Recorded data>
┌──
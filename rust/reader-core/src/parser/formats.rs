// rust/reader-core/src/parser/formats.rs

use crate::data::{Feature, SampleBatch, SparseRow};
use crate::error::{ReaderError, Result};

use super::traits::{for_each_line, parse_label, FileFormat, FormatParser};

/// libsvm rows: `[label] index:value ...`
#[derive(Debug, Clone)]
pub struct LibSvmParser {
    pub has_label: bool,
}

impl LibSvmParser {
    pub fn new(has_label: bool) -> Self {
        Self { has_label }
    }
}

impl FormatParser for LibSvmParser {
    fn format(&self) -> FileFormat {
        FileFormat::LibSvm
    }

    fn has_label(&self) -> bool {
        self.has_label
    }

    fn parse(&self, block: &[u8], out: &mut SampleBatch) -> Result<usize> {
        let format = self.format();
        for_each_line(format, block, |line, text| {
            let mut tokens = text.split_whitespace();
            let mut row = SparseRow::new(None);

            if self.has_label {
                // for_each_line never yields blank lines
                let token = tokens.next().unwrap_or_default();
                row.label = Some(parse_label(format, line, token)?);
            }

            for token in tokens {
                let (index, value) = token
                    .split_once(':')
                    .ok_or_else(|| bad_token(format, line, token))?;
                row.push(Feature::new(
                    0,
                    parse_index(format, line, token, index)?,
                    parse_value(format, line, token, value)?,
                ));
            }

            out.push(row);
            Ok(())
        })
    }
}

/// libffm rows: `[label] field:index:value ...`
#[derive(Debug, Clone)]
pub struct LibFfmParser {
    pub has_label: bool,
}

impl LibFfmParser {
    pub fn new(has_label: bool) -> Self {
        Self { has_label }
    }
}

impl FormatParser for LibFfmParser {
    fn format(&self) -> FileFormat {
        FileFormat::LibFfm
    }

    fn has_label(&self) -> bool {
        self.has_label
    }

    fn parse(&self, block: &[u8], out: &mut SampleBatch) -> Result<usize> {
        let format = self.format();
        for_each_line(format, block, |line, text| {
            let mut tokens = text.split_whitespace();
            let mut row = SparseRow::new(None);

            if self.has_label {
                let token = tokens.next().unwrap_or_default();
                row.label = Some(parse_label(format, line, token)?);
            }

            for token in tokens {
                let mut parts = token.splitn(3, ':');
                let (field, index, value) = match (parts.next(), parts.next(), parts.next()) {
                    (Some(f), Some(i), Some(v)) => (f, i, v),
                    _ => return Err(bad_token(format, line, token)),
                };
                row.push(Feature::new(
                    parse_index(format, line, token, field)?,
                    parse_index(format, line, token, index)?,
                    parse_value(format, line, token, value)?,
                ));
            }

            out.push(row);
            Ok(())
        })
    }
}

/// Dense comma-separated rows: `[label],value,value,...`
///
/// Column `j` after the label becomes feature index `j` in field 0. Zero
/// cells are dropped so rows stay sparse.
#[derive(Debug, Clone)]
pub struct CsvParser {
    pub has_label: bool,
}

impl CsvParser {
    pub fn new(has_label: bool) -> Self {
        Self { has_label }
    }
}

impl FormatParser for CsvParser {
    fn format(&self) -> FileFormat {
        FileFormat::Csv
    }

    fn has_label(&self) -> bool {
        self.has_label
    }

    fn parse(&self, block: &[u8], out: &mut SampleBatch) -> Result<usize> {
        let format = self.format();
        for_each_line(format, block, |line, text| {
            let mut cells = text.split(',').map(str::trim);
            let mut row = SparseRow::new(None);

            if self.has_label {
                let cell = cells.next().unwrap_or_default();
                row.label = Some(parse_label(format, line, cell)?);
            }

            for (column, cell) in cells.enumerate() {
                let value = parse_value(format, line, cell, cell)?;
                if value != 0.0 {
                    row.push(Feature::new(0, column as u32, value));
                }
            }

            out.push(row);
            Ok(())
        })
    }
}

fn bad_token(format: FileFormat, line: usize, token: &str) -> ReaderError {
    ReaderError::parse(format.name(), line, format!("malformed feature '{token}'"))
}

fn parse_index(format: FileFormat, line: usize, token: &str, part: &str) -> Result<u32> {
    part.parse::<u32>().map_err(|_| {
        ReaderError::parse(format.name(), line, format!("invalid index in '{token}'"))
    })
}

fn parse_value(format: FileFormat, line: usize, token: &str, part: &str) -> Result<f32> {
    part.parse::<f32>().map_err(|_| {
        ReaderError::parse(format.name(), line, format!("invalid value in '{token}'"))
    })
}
└──
DESCRIPTION OF THE TASK> Show the lines of the records above that mention "LibSvmParser".

FINISHED TASK>
pub struct LibSvmParser {
impl LibSvmParser {
impl FormatParser for LibSvmParser {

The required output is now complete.